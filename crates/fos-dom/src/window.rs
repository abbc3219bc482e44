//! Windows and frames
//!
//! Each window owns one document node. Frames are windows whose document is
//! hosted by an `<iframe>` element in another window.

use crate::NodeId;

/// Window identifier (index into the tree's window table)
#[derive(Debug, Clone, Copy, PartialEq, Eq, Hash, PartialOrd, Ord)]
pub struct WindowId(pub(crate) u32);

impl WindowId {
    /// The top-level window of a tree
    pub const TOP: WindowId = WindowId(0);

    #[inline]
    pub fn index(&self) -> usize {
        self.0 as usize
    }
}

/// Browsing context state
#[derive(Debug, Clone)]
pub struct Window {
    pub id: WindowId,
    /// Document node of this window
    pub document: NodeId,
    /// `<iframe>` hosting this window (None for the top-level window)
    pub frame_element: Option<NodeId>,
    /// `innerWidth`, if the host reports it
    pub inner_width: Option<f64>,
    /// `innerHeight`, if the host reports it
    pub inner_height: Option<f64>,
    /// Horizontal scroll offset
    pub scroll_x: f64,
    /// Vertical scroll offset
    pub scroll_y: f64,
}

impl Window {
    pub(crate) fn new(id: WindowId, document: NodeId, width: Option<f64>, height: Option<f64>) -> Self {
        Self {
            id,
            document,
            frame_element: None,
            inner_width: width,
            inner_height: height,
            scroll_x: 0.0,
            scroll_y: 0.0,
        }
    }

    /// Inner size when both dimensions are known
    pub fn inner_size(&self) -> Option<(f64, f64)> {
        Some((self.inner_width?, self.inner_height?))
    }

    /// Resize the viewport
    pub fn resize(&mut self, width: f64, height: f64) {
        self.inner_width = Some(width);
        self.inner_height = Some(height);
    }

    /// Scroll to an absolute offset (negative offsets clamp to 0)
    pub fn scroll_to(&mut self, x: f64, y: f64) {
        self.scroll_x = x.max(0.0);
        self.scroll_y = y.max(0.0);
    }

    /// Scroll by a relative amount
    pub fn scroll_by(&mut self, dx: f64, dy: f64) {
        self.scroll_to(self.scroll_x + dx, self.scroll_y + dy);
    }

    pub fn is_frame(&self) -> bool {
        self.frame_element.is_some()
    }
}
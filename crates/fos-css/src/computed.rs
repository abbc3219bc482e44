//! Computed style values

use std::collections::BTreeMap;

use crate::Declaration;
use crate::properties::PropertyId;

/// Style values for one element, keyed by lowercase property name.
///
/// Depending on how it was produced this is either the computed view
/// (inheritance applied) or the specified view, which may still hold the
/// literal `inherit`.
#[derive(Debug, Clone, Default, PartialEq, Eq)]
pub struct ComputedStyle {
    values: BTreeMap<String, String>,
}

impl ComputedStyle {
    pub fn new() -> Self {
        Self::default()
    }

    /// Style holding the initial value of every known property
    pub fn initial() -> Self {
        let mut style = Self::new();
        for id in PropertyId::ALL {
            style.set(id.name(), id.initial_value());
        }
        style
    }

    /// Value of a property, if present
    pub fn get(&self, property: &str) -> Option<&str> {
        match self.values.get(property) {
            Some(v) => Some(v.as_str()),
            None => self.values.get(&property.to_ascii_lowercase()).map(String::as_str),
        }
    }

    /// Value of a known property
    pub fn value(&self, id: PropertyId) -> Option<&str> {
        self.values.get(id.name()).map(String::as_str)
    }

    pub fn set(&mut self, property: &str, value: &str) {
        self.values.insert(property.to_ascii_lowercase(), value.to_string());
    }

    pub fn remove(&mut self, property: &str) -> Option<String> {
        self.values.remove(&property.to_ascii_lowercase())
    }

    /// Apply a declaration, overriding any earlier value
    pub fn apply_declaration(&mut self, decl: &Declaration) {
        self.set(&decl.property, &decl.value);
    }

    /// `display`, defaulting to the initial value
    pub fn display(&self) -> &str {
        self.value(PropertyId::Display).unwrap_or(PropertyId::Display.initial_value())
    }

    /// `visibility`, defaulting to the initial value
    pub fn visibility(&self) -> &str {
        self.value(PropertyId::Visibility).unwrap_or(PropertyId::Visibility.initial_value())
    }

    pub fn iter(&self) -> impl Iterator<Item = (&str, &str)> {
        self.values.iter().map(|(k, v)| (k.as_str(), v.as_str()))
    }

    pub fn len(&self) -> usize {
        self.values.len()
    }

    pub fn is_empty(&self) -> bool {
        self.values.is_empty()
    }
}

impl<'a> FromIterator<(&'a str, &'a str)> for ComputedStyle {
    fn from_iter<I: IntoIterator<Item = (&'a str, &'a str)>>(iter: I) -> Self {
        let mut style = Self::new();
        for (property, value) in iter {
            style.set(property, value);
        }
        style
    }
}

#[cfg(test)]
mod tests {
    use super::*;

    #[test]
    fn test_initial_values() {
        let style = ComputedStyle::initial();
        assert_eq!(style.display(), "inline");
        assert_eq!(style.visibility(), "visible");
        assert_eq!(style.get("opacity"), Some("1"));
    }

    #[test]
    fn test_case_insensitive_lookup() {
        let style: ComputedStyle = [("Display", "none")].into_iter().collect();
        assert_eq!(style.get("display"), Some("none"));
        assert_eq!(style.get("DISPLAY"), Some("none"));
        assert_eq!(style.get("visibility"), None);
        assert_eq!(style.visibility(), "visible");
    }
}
== == ==
### What is required
From the records above, transcribe without alteration every line from the one with "self.frame_element.is_some()" to the one with "pub fn initial()", inclusive.

### Exercise response
        self.frame_element.is_some()
    }
}
filename crates/fos-css/src/computed.rs
repository abbc3219bc482e44
//! Computed style values

use std::collections::BTreeMap;

use crate::Declaration;
use crate::properties::PropertyId;

/// Style values for one element, keyed by lowercase property name.
///
/// Depending on how it was produced this is either the computed view
/// (inheritance applied) or the specified view, which may still hold the
/// literal `inherit`.
#[derive(Debug, Clone, Default, PartialEq, Eq)]
pub struct ComputedStyle {
    values: BTreeMap<String, String>,
}

impl ComputedStyle {
    pub fn new() -> Self {
        Self::default()
    }

    /// Style holding the initial value of every known property
    pub fn initial() -> Self {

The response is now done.